Sen. Jerry Moran (R-Kansas) addressed some concerns that have come up about the government's response to the coronavirus crisis and its economic impact during a University of Kansas Health System media conference Friday. One topic Moran brought up was the unprecedented unemployment rate that has resulted from the coronavirus lockdown.
“That rate hit 14.7 percent, as announced this morning by the U.S. Department of Labor,” Moran said, adding that more than 20 million people lost their jobs in April. He pointed out that the shutdown in response to the virus had caused “significant consequences to our economy and the well-being of people and their families.”
Steve Stites, chief medical officer at the University of Kansas Health System, similarly noted that “certainly unemployment and healthcare get tangled up pretty fast.”
In response to a question from a reporter, Stites also discussed some of the confusion that can arise from attempting to interpret the latest statistics about the spread of the virus without putting them into context.

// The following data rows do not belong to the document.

//! geoscribe Core Library
//!
//! Platform-agnostic state and logic for authoring point and polygon features
//! on a map: the feature store with its persistence contract, the drawing
//! state machine, and geometry helpers.

pub mod drawing;
pub mod feature;
pub mod geometry;
pub mod persist;
pub mod storage;
pub mod store;
pub mod view;

pub use drawing::{DrawCommand, DrawNotice, DrawState, DrawingController, PointerEvent, SelectedTool};
pub use feature::{
    Feature, FeatureDraft, FeatureError, FeatureId, FeatureKind, FeatureProperties, Geometry,
};
pub use geometry::{LatLng, calculate_area, calculate_distance};
pub use persist::{DEFAULT_STORAGE_KEY, PersistedState};
pub use storage::{MemoryStorage, Storage, StorageError, StorageResult};
pub use store::{MapStore, StoreConfig};
pub use view::{Layer, LayerVisibility, SearchResult, ViewState};
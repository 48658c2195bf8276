//! Loading and saving the persisted subset of map state.
//!
//! Only the feature collection and layer visibility survive a restart. They
//! are stored under a single key as a versioned envelope:
//!
//! ```json
//! { "state": { "drawnFeatures": [...], "layers": {...} }, "version": 0 }
//! ```

use crate::feature::Feature;
use crate::storage::{Storage, StorageError, StorageResult};
use crate::view::LayerVisibility;
use serde::{Deserialize, Serialize};
use std::collections::HashSet;

/// Default key for the persisted record.
pub const DEFAULT_STORAGE_KEY: &str = "map-storage";

/// Envelope version written by [`save`]. Other versions load as defaults.
pub const STATE_VERSION: u32 = 0;

/// The durable part of map state.
#[derive(Debug, Clone, Default, PartialEq, Serialize, Deserialize)]
#[serde(rename_all = "camelCase")]
pub struct PersistedState {
    #[serde(default)]
    pub drawn_features: Vec<Feature>,
    #[serde(default)]
    pub layers: LayerVisibility,
}

#[derive(Deserialize)]
struct Envelope {
    state: PersistedState,
    #[serde(default)]
    version: u32,
}

#[derive(Serialize)]
struct EnvelopeRef<'a> {
    state: StateRef<'a>,
    version: u32,
}

#[derive(Serialize)]
#[serde(rename_all = "camelCase")]
struct StateRef<'a> {
    drawn_features: &'a [Feature],
    layers: &'a LayerVisibility,
}

/// Encode the persisted subset as JSON.
pub fn encode(features: &[Feature], layers: &LayerVisibility) -> Result<String, serde_json::Error> {
    serde_json::to_string(&EnvelopeRef {
        state: StateRef {
            drawn_features: features,
            layers,
        },
        version: STATE_VERSION,
    })
}

/// Decode a stored record.
pub fn decode(json: &str) -> StorageResult<PersistedState> {
    let envelope: Envelope =
        serde_json::from_str(json).map_err(|e| StorageError::Serialization(e.to_string()))?;
    if envelope.version != STATE_VERSION {
        return Err(StorageError::Serialization(format!(
            "Unsupported state version {}",
            envelope.version
        )));
    }
    let mut seen = HashSet::with_capacity(envelope.state.drawn_features.len());
    if let Some(dup) = envelope.state.drawn_features.iter().find(|f| !seen.insert(f.id)) {
        return Err(StorageError::Serialization(format!(
            "Duplicate feature id {}",
            dup.id
        )));
    }
    Ok(envelope.state)
}

/// Read the record under `key`, reporting every failure.
///
/// Returns `Ok(None)` when nothing has been stored yet.
pub fn try_load<S: Storage + ?Sized>(storage: &S, key: &str) -> StorageResult<Option<PersistedState>> {
    match storage.read(key) {
        Ok(json) => decode(&json).map(Some),
        Err(StorageError::NotFound(_)) => Ok(None),
        Err(e) => Err(e),
    }
}

/// Read the record under `key`, falling back to defaults.
///
/// Never fails: a missing, unreadable or malformed record yields
/// [`PersistedState::default`].
pub fn load<S: Storage + ?Sized>(storage: &S, key: &str) -> PersistedState {
    match try_load(storage, key) {
        Ok(Some(state)) => {
            log::info!(
                "Restored {} features from '{}'",
                state.drawn_features.len(),
                key
            );
            state
        }
        Ok(None) => {
            log::debug!("No persisted state under '{}', using defaults", key);
            PersistedState::default()
        }
        Err(e) => {
            log::warn!("Discarding persisted state under '{}': {}", key, e);
            PersistedState::default()
        }
    }
}

/// Write the persisted subset under `key`.
pub fn save<S: Storage + ?Sized>(
    storage: &S,
    key: &str,
    features: &[Feature],
    layers: &LayerVisibility,
) -> StorageResult<()> {
    let json = encode(features, layers).map_err(|e| StorageError::Serialization(e.to_string()))?;
    storage.write(key, &json)
}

“Not only are we testing more, we're testing differently, and those two things make early results — you know, results from two or three or four or six weeks ago — harder to interpret relative to things today,” Stites said.

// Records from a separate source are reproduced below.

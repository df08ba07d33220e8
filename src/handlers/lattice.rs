use super::{mismatch, HandlerContext, MessageHandler};
use crate::error::WorkflowResult;
use crate::protocol::{MessageType, Payload, Response};
use async_trait::async_trait;
use tracing::info;

/// Asks the operator to pick a lattice.
///
/// The task queue is paused while the operator decides and resumed afterwards, whatever
/// the answer.
#[derive(Debug, Clone, Copy, Default)]
pub struct LatticeHandler;

#[async_trait]
impl MessageHandler for LatticeHandler {
    async fn handle(&self, payload: Payload, ctx: &mut HandlerContext) -> WorkflowResult<Response> {
        let Payload::ChooseLattice(request) = payload else {
            return Err(mismatch(MessageType::ChooseLattice));
        };
        info!(
            format = %request.lattice_format,
            solutions = request.solutions.len(),
            "Operator input required: choose lattice"
        );

        ctx.queue.pause();
        let selected = ctx.operator.choose_lattice(&request).await;
        ctx.queue.resume();

        Ok(Some(Payload::SelectedLattice(selected?)))
    }
}

#[cfg(test)]
mod tests {
    use super::*;
    use crate::error::WorkflowError;
    use crate::handlers::test_support::context;
    use crate::operator::{OperatorChoice, OperatorPrompt, ScriptedOperator};
    use crate::protocol::{ChooseLattice, SelectedLattice};
    use crate::queue::{PauseHandle, TaskExecutor, TaskNode, TaskOutput};
    use std::sync::{Arc, Mutex};

    struct Idle;

    #[async_trait]
    impl TaskExecutor for Idle {
        async fn execute(&self, _node: &TaskNode) -> WorkflowResult<TaskOutput> {
            Ok(TaskOutput::None)
        }
    }

    /// Operator that records whether the queue was paused while it was asked.
    struct Observer {
        pause: Mutex<Option<PauseHandle>>,
        saw_pause: Mutex<bool>,
    }

    #[async_trait]
    impl OperatorPrompt for Observer {
        async fn choose_lattice(&self, request: &ChooseLattice) -> WorkflowResult<SelectedLattice> {
            let paused = self
                .pause
                .lock()
                .unwrap()
                .as_ref()
                .is_some_and(PauseHandle::is_paused);
            *self.saw_pause.lock().unwrap() = paused;
            Ok(SelectedLattice {
                lattice_format: request.lattice_format.clone(),
                solution: request.solutions[0].clone(),
            })
        }
    }

    fn request() -> Payload {
        Payload::ChooseLattice(ChooseLattice {
            lattice_format: "IDXREF".into(),
            solutions: vec!["P 4 2 2".into(), "P 2 2 2".into()],
        })
    }

    #[tokio::test]
    async fn queue_is_paused_while_operator_decides() {
        let (mut ctx, _) = context(Arc::new(Idle));
        let observer = Arc::new(Observer {
            pause: Mutex::new(Some(ctx.queue.pause_handle())),
            saw_pause: Mutex::new(false),
        });
        ctx.operator = observer.clone();

        let response = LatticeHandler.handle(request(), &mut ctx).await.unwrap();
        assert!(matches!(response, Some(Payload::SelectedLattice(_))));
        assert!(*observer.saw_pause.lock().unwrap());
        assert!(!ctx.queue.pause_handle().is_paused());
    }

    #[tokio::test]
    async fn cancellation_resumes_queue_and_aborts() {
        let (mut ctx, _) = context(Arc::new(Idle));
        ctx.operator = Arc::new(ScriptedOperator::with_choices([OperatorChoice::Cancel]));

        let err = LatticeHandler.handle(request(), &mut ctx).await.unwrap_err();
        assert!(matches!(err, WorkflowError::OperatorAbort(_)));
        assert!(err.aborts_run());
        assert!(!ctx.queue.pause_handle().is_paused());
    }
}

Reports of a huge “spike” in coronavirus cases can be misleading, he noted, because of how much more widespread testing has become, among other factors.

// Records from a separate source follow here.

//! Task queue and execution tree.
//!
//! Handlers use the queue to run hardware sub-procedures (centring, data collection)
//! synchronously and learn their outcome.
//!
//! # Execution
//!
//! ```text
//! execute(entry)
//!   ├─ wait while paused            (node boundary)
//!   ├─ disabled? → Skipped, done
//!   ├─ pre_execute → execute        (TaskExecutor)
//!   ├─ children, in insertion order (recursive)
//!   └─ post_execute
//! ```
//!
//! A task failure marks the failing entry and every ancestor up to the executed entry as
//! `Failed` and is returned to the caller. Whether later siblings still run is set by
//! [`SiblingFailurePolicy`].
//!
//! The tree is only mutated from the control task; [`PauseHandle`] is the one piece that
//! may be shared.

pub mod entry;
pub mod node;

pub use entry::{EntryId, EntryStatus, QueueEntry, TaskExecutor, TaskOutput};
pub use node::{NodeId, TaskKind, TaskNode, TaskTree};

use crate::error::{WorkflowError, WorkflowResult};
use futures::future::{BoxFuture, FutureExt};
use serde::{Deserialize, Serialize};
use std::collections::HashMap;
use std::sync::Arc;
use tokio::sync::watch;
use tracing::{debug, info, warn};

/// What happens to the remaining children of a group once one child failed.
#[derive(Debug, Clone, Copy, PartialEq, Eq, Default, Serialize, Deserialize)]
#[serde(rename_all = "snake_case")]
pub enum SiblingFailurePolicy {
    /// Stop the group; later siblings stay `Pending`
    #[default]
    StopOnFailure,
    /// Run the remaining siblings; the group still reports failure
    ContinueSiblings,
}

/// Shared switch that suspends execution between nodes.
#[derive(Debug, Clone)]
pub struct PauseHandle {
    tx: Arc<watch::Sender<bool>>,
}

impl PauseHandle {
    /// Suspend before the next node starts. A running node is never interrupted.
    pub fn pause(&self) {
        self.tx.send_replace(true);
    }

    /// Let execution continue.
    pub fn resume(&self) {
        self.tx.send_replace(false);
    }

    /// Whether execution is suspended.
    pub fn is_paused(&self) -> bool {
        *self.tx.borrow()
    }
}

/// Owner of the task tree and its entries.
pub struct QueueController {
    root_name: String,
    tree: TaskTree,
    entries: HashMap<NodeId, QueueEntry>,
    executor: Arc<dyn TaskExecutor>,
    policy: SiblingFailurePolicy,
    pause: PauseHandle,
}

impl QueueController {
    /// Controller with an empty tree rooted at `root_name`.
    pub fn new(
        root_name: impl Into<String>,
        executor: Arc<dyn TaskExecutor>,
        policy: SiblingFailurePolicy,
    ) -> Self {
        let (tx, _) = watch::channel(false);
        let root_name = root_name.into();
        Self {
            tree: TaskTree::new(root_name.clone()),
            root_name,
            entries: HashMap::new(),
            executor,
            policy,
            pause: PauseHandle { tx: Arc::new(tx) },
        }
    }

    /// The task tree.
    pub fn tree(&self) -> &TaskTree {
        &self.tree
    }

    /// Root group of the tree.
    pub fn root(&self) -> NodeId {
        self.tree.root()
    }

    /// Sibling failure policy in force.
    pub fn policy(&self) -> SiblingFailurePolicy {
        self.policy
    }

    /// Create a detached node.
    pub fn create(&mut self, name: impl Into<String>, kind: TaskKind) -> NodeId {
        self.tree.create(name, kind)
    }

    /// Append `child` under `parent`. See [`TaskTree::enqueue`].
    pub fn enqueue(&mut self, parent: NodeId, child: NodeId) -> WorkflowResult<()> {
        self.tree.enqueue(parent, child)?;
        debug!(parent = %parent, child = %child, "Task enqueued");
        Ok(())
    }

    /// Enable or disable a node.
    pub fn set_enabled(&mut self, node: NodeId, enabled: bool) -> WorkflowResult<()> {
        self.tree.get_mut(node)?.enabled = enabled;
        Ok(())
    }

    /// Entry for `node`, created on first use.
    pub fn get_entry(&mut self, node: NodeId) -> WorkflowResult<EntryId> {
        self.tree.get(node)?;
        self.entries
            .entry(node)
            .or_insert_with(|| QueueEntry::new(node));
        Ok(EntryId(node))
    }

    /// Entry state, if one was created.
    pub fn entry(&self, id: EntryId) -> Option<&QueueEntry> {
        self.entries.get(&id.0)
    }

    /// Status of a node's entry; `Pending` when no entry exists yet.
    pub fn status(&self, node: NodeId) -> EntryStatus {
        self.entries
            .get(&node)
            .map_or(EntryStatus::Pending, QueueEntry::status)
    }

    /// Handle for suspending execution from elsewhere.
    pub fn pause_handle(&self) -> PauseHandle {
        self.pause.clone()
    }

    /// Suspend execution at the next node boundary.
    pub fn pause(&self) {
        self.pause.pause();
    }

    /// Resume suspended execution.
    pub fn resume(&self) {
        self.pause.resume();
    }

    /// Run `entry` and its subtree to completion.
    pub async fn execute(&mut self, entry: EntryId) -> WorkflowResult<TaskOutput> {
        self.tree.get(entry.0)?;
        let name = self.tree.get(entry.0)?.display_name();
        info!(task = %name, "Executing task");
        let result = self.execute_node(entry.0).await;
        match &result {
            Ok(_) => info!(task = %name, "Task finished"),
            Err(e) => warn!(task = %name, "Task failed: {}", e),
        }
        result
    }

    /// Drop every node and entry, leaving a fresh root. Run numbers start again at 1.
    pub fn clear(&mut self) {
        if self.tree.len() > 1 {
            debug!(nodes = self.tree.len(), "Discarding previous task tree");
        }
        self.tree = TaskTree::new(self.root_name.clone());
        self.entries.clear();
        self.pause.resume();
    }

    /// Clear `running` flags left behind by an execution that was dropped mid-node.
    ///
    /// Entries still marked running are set to failed.
    pub fn interrupt(&mut self) {
        for node in self.tree.nodes_mut() {
            if node.running {
                node.running = false;
                if let Some(entry) = self.entries.get_mut(&node.id()) {
                    entry.mark_failed("interrupted".into());
                }
            }
        }
        self.pause.resume();
    }

    fn execute_node(&mut self, id: NodeId) -> BoxFuture<'_, WorkflowResult<TaskOutput>> {
        async move {
            self.wait_until_resumed().await;

            self.get_entry(id)?;
            if !self.tree.get(id)?.enabled {
                debug!(task = %self.tree.get(id)?.display_name(), "Task disabled, skipping");
                self.entry_mut(id)?.mark_skipped();
                return Ok(TaskOutput::None);
            }

            self.entry_mut(id)?.mark_running();
            self.tree.get_mut(id)?.running = true;
            let node = self.tree.get(id)?.clone();

            let result = self.run_node(&node).await;

            self.tree.get_mut(id)?.running = false;
            match result {
                Ok(output) => {
                    self.tree.get_mut(id)?.executed = true;
                    self.entry_mut(id)?.mark_success(output.clone());
                    Ok(output)
                }
                Err(e) => {
                    self.entry_mut(id)?.mark_failed(e.to_string());
                    Err(e)
                }
            }
        }
        .boxed()
    }

    async fn run_node(&mut self, node: &TaskNode) -> WorkflowResult<TaskOutput> {
        let executor = Arc::clone(&self.executor);
        let task = node.display_name();

        executor
            .pre_execute(node)
            .await
            .map_err(|e| as_task_failure(&task, e))?;
        let output = executor
            .execute(node)
            .await
            .map_err(|e| as_task_failure(&task, e))?;

        let mut first_failure = None;
        for child in node.children() {
            if let Err(e) = self.execute_node(*child).await {
                if first_failure.is_none() {
                    first_failure = Some(e);
                }
                if self.policy == SiblingFailurePolicy::StopOnFailure {
                    break;
                }
            }
        }
        if let Some(e) = first_failure {
            return Err(e);
        }

        executor
            .post_execute(node, &output)
            .await
            .map_err(|e| as_task_failure(&task, e))?;
        Ok(output)
    }

    async fn wait_until_resumed(&self) {
        let mut rx = self.pause.tx.subscribe();
        if *rx.borrow() {
            debug!("Task queue paused");
            // The sender lives in `self`, so the channel cannot close while we wait.
            let _ = rx.wait_for(|paused| !*paused).await;
            debug!("Task queue resumed");
        }
    }

    fn entry_mut(&mut self, id: NodeId) -> WorkflowResult<&mut QueueEntry> {
        self.entries
            .get_mut(&id)
            .ok_or_else(|| WorkflowError::Queue(format!("no entry for task node {id}")))
    }
}

fn as_task_failure(task: &str, error: WorkflowError) -> WorkflowError {
    match error {
        e @ (WorkflowError::TaskExecution { .. } | WorkflowError::OperatorAbort(_)) => e,
        other => WorkflowError::task(task, other.to_string()),
    }
}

“You almost have to look at a day's test results as a standalone day, and the temptation is to constantly compare it to, you know, a month ago,” Stites said, “and it's hard to know because our testing strategies were so different a month ago, so the results are difficult to compare.”
Crawford County officials, too, discussed this issue at the Friday county commission meeting in Girard.
“They're encouraging people to get tested — anybody that has two of the symptoms, and they don't have to have a fever — so they're doing more testing,” County Health Officer Rebecca Adamson said, “and then the other thing to remember is people who are going in for elective surgeries and things, now pretty much all the hospitals are testing everyone before they come in for any surgeries, so that's going to pick up more.”
Adamson said testing has expanded particularly in northwestern Kansas.
“So they may just be finding more,” Adamson said. “Deaths have not really rose a lot, so that's kind of how they gauge it, and it's not overwhelming the healthcare system yet, so just because the cases go up doesn't necessarily mean we won't be able to move forward.”
In terms of moving forward, Commission Chairman Bruce Blair said that if businesses and facilities are soon allowed to reopen that seem like they could be among those posing the highest risk of spreading COVID-19 — such as casinos, which attract visitors from other areas and where guidelines about social distancing and consistent sanitizing of commonly touched surfaces would appear difficult to follow or enforce — then all businesses should be able to open in some capacity and restrictions on gatherings should also be eased.
Under current state guidelines, gatherings of more than 30 people will not be allowed until June 1, while casinos may be able to reopen by May 18.
“I just don't think the situation where you have 30 people gathering is more dangerous than going to a casino,” Blair said. “And I'm not saying anything bad about the casino, I'm just saying it would be a shame to not have a wedding, but you can go to the casino.”